**EXERCISE DIRECTIONS**
Keeping every word the same, return the listing from its first line until the line holding "pub use self::response::ErrorResponse;" has been returned as well.

**GIVEN DATA**

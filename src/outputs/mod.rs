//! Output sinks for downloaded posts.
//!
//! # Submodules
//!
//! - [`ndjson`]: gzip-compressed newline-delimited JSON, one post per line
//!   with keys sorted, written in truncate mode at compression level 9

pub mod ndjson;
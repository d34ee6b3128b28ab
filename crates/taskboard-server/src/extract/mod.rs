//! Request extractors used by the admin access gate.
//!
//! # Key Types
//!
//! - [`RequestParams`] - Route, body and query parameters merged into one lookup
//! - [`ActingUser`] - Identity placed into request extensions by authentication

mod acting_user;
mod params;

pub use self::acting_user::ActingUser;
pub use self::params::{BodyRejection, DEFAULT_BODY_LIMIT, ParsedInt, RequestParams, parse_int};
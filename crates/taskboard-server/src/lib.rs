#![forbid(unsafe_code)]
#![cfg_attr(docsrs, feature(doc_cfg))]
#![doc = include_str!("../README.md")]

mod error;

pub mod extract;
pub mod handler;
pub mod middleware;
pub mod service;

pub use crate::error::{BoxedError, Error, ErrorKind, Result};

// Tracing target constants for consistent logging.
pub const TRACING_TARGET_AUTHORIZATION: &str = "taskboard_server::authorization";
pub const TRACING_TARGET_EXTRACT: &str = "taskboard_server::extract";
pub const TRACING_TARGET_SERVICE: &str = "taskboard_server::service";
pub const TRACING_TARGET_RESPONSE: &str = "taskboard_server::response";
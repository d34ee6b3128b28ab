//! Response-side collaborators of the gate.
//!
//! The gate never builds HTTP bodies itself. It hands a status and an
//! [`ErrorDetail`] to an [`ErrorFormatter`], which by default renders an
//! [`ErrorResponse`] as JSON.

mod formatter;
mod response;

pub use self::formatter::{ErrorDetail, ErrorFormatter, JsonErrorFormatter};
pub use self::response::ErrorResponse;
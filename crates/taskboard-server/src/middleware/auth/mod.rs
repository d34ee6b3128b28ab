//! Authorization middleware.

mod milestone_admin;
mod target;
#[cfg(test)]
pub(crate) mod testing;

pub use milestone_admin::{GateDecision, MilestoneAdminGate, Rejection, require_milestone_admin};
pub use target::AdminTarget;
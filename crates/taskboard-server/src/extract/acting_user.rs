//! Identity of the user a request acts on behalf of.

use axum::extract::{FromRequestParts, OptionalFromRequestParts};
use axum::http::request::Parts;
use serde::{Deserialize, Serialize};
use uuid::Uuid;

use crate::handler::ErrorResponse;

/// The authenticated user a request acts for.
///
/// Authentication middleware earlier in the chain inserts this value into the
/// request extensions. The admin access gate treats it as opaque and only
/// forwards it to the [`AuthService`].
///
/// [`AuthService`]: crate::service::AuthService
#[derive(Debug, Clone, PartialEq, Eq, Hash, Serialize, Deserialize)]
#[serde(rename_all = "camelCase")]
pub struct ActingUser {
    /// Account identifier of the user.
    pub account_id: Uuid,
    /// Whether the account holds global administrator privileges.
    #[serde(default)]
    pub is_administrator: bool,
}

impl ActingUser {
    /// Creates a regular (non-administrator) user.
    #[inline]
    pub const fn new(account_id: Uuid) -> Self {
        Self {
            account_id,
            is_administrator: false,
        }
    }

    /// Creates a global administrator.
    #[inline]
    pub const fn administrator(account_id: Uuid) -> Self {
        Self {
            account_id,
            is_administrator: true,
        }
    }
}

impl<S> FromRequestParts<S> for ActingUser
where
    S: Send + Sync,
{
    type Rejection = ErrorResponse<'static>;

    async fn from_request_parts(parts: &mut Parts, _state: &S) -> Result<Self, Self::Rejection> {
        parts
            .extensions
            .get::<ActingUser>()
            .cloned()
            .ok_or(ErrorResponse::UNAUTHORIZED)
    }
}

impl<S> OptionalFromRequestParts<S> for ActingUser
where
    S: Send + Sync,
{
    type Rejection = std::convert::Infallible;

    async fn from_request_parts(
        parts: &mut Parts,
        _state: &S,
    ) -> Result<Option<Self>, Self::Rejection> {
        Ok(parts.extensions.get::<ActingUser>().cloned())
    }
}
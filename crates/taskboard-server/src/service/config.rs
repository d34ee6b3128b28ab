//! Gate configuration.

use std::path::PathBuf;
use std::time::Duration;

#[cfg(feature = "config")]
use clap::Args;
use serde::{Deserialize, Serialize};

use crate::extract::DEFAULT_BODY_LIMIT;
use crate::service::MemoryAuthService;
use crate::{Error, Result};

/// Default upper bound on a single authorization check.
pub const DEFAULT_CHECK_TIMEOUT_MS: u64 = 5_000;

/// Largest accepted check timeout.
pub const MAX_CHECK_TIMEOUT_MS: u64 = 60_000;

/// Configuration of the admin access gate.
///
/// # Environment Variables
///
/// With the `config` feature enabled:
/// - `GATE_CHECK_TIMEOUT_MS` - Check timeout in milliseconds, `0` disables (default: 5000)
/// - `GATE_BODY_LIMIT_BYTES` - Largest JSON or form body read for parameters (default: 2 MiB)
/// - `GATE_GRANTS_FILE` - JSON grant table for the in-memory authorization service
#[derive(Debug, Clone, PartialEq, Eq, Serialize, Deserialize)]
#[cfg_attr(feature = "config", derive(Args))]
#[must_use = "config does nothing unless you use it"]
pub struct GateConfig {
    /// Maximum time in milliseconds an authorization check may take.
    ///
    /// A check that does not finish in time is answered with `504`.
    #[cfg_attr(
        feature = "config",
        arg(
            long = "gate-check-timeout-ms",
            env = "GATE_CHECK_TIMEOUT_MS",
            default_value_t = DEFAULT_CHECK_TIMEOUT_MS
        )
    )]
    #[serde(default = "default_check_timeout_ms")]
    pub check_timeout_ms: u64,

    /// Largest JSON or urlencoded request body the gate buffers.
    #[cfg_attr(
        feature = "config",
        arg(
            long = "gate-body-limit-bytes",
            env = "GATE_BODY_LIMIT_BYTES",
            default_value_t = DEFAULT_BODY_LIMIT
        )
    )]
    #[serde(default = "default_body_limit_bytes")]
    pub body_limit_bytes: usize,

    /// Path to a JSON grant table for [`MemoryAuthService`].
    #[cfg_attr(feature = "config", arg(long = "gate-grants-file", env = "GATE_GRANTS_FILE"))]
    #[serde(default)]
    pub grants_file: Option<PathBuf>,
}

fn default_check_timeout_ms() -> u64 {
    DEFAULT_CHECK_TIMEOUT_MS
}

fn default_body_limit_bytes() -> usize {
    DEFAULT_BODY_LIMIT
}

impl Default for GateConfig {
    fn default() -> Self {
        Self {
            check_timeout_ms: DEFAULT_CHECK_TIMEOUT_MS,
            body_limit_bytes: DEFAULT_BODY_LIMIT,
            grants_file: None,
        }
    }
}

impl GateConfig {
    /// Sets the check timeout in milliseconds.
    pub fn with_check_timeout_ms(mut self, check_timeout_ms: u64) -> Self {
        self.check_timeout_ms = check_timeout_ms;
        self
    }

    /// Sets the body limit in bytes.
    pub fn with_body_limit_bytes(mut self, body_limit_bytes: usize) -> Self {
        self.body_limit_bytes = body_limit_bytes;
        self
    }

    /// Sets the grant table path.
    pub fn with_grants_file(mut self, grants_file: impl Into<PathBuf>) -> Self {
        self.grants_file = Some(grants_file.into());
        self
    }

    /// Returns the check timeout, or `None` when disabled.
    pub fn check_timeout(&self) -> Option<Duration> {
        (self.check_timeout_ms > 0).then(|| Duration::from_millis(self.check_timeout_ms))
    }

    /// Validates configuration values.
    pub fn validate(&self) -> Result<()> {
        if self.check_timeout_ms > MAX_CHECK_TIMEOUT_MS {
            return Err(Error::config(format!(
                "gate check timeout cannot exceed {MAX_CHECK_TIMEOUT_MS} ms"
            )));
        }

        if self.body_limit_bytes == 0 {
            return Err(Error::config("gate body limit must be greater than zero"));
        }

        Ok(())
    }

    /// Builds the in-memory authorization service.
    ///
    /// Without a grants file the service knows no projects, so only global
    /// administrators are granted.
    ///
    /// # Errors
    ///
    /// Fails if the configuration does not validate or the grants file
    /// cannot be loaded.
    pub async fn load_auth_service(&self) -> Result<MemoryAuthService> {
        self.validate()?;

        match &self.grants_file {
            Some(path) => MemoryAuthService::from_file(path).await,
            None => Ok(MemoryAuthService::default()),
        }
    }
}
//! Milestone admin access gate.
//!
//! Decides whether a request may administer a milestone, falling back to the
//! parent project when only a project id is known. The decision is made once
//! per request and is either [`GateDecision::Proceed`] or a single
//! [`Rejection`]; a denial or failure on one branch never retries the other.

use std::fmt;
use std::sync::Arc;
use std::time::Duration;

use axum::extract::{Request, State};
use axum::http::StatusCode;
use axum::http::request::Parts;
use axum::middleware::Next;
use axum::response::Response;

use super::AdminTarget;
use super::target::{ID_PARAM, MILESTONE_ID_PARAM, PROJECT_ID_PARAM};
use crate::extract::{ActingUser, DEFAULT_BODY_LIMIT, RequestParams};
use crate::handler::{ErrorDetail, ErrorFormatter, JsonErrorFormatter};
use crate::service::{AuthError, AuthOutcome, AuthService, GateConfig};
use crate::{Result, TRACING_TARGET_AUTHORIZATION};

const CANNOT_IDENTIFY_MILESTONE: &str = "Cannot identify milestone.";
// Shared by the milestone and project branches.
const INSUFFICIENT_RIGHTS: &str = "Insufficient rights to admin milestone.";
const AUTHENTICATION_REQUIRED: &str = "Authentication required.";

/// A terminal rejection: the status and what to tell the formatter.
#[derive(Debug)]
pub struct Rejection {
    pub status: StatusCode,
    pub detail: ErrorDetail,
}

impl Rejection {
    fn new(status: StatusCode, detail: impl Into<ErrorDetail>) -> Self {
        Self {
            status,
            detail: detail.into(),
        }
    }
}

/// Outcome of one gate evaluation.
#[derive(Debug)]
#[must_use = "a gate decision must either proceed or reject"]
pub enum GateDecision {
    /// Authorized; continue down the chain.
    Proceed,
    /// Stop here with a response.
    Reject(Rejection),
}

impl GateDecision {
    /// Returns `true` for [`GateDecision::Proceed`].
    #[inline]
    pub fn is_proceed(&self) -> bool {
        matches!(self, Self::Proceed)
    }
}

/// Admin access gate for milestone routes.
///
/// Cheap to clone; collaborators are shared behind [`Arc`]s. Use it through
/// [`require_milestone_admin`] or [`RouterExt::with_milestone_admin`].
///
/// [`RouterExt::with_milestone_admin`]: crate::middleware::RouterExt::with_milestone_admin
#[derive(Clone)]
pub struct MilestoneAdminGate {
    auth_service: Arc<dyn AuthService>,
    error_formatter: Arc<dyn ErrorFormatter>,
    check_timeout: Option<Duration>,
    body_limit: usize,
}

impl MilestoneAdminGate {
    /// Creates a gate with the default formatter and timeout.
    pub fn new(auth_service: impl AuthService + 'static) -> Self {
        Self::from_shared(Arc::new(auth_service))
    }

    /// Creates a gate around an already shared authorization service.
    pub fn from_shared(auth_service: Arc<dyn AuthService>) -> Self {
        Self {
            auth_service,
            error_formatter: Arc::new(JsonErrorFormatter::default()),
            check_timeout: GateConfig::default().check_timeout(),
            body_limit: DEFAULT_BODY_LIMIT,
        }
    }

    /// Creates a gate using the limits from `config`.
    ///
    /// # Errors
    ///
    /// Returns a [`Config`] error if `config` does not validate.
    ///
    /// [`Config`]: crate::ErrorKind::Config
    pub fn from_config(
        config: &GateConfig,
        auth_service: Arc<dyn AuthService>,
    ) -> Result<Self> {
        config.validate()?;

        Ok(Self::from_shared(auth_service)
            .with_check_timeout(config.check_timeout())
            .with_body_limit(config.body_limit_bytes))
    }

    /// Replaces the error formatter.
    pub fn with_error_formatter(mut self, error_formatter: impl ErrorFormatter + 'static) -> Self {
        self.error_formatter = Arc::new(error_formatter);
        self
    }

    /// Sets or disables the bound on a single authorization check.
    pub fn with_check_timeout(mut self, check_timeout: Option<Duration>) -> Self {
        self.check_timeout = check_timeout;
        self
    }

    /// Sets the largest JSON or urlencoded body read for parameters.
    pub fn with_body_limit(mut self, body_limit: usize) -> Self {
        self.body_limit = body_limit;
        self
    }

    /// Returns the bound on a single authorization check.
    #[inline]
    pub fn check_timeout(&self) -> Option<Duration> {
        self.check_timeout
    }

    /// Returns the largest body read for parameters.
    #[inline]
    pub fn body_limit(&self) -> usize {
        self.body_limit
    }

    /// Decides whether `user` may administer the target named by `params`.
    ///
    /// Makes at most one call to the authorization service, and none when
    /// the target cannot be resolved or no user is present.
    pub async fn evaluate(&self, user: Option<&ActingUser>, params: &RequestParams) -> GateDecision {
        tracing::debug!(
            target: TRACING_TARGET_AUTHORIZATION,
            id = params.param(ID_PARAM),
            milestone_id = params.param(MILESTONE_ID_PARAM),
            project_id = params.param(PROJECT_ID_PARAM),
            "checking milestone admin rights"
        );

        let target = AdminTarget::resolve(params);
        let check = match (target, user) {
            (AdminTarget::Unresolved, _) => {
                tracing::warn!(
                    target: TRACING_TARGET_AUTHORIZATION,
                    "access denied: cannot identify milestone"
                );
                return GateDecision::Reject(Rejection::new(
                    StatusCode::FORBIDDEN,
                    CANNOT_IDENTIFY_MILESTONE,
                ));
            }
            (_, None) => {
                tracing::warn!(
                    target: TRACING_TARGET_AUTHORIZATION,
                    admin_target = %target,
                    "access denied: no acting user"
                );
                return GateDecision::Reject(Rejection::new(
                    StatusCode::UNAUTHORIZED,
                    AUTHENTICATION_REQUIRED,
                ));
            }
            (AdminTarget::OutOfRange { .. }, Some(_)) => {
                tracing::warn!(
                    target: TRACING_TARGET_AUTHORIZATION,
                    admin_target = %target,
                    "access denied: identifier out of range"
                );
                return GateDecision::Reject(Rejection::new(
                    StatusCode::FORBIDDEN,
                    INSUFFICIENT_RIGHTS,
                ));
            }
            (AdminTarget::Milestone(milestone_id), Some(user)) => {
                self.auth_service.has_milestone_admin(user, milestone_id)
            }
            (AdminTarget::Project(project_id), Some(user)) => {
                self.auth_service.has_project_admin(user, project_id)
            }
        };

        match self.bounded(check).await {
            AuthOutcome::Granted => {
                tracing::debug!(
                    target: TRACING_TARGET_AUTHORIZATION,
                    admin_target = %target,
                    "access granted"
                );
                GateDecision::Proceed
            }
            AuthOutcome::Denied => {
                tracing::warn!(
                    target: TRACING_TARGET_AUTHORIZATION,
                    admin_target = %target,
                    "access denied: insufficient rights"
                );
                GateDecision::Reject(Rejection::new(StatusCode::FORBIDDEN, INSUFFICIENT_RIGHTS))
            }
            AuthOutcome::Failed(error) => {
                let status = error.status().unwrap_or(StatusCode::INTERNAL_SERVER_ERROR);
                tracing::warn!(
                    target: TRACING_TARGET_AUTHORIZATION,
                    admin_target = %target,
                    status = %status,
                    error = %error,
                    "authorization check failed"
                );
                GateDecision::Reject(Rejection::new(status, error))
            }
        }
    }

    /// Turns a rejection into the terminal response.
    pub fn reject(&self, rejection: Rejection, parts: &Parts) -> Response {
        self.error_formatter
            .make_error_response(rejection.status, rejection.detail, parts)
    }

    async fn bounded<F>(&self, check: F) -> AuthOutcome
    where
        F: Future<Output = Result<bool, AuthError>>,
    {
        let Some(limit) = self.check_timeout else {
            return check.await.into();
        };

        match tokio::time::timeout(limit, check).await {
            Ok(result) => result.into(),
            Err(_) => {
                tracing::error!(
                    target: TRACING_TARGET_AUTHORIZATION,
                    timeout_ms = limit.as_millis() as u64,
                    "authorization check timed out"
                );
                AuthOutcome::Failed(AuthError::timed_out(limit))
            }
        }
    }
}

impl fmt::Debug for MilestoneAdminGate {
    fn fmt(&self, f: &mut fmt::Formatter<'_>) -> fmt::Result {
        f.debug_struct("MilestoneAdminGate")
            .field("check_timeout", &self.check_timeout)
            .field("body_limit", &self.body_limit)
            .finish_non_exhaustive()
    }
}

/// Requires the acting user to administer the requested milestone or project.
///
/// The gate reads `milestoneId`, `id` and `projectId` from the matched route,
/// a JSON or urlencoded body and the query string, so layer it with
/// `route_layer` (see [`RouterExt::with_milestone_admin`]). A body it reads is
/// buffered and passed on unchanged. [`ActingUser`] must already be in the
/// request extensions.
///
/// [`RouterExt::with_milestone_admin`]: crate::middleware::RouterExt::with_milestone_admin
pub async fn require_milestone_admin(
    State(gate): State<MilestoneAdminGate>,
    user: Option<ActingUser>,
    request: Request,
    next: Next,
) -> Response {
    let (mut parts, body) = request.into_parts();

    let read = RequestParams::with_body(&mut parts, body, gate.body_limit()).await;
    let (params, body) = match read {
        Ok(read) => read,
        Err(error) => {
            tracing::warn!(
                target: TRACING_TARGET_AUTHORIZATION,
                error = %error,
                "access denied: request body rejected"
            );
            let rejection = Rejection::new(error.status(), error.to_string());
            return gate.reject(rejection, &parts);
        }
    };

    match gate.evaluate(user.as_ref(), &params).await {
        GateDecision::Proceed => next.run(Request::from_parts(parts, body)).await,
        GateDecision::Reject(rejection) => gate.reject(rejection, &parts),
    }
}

**OUTPUT OF THE EXERCISE**
filename src/outputs/mod.rs
//! Output sinks for downloaded posts.
//!
//! # Submodules
//!
//! - [`ndjson`]: gzip-compressed newline-delimited JSON, one post per line
//!   with keys sorted, written in truncate mode at compression level 9

pub mod ndjson;
repository d34ee6b3128b28ab
filename crates/taskboard-server/src/extract/mod.rs
//! Request extractors used by the admin access gate.
//!
//! # Key Types
//!
//! - [`RequestParams`] - Route, body and query parameters merged into one lookup
//! - [`ActingUser`] - Identity placed into request extensions by authentication

mod acting_user;
mod params;

pub use self::acting_user::ActingUser;
pub use self::params::{BodyRejection, DEFAULT_BODY_LIMIT, ParsedInt, RequestParams, parse_int};
filename crates/taskboard-server/src/lib.rs
#![forbid(unsafe_code)]
#![cfg_attr(docsrs, feature(doc_cfg))]
#![doc = include_str!("../README.md")]

mod error;

pub mod extract;
pub mod handler;
pub mod middleware;
pub mod service;

pub use crate::error::{BoxedError, Error, ErrorKind, Result};

// Tracing target constants for consistent logging.
pub const TRACING_TARGET_AUTHORIZATION: &str = "taskboard_server::authorization";
pub const TRACING_TARGET_EXTRACT: &str = "taskboard_server::extract";
pub const TRACING_TARGET_SERVICE: &str = "taskboard_server::service";
pub const TRACING_TARGET_RESPONSE: &str = "taskboard_server::response";
repository d34ee6b3128b28ab
//! Response-side collaborators of the gate.
//!
//! The gate never builds HTTP bodies itself. It hands a status and an
//! [`ErrorDetail`] to an [`ErrorFormatter`], which by default renders an
//! [`ErrorResponse`] as JSON.

mod formatter;
mod response;

pub use self::formatter::{ErrorDetail, ErrorFormatter, JsonErrorFormatter};
pub use self::response::ErrorResponse;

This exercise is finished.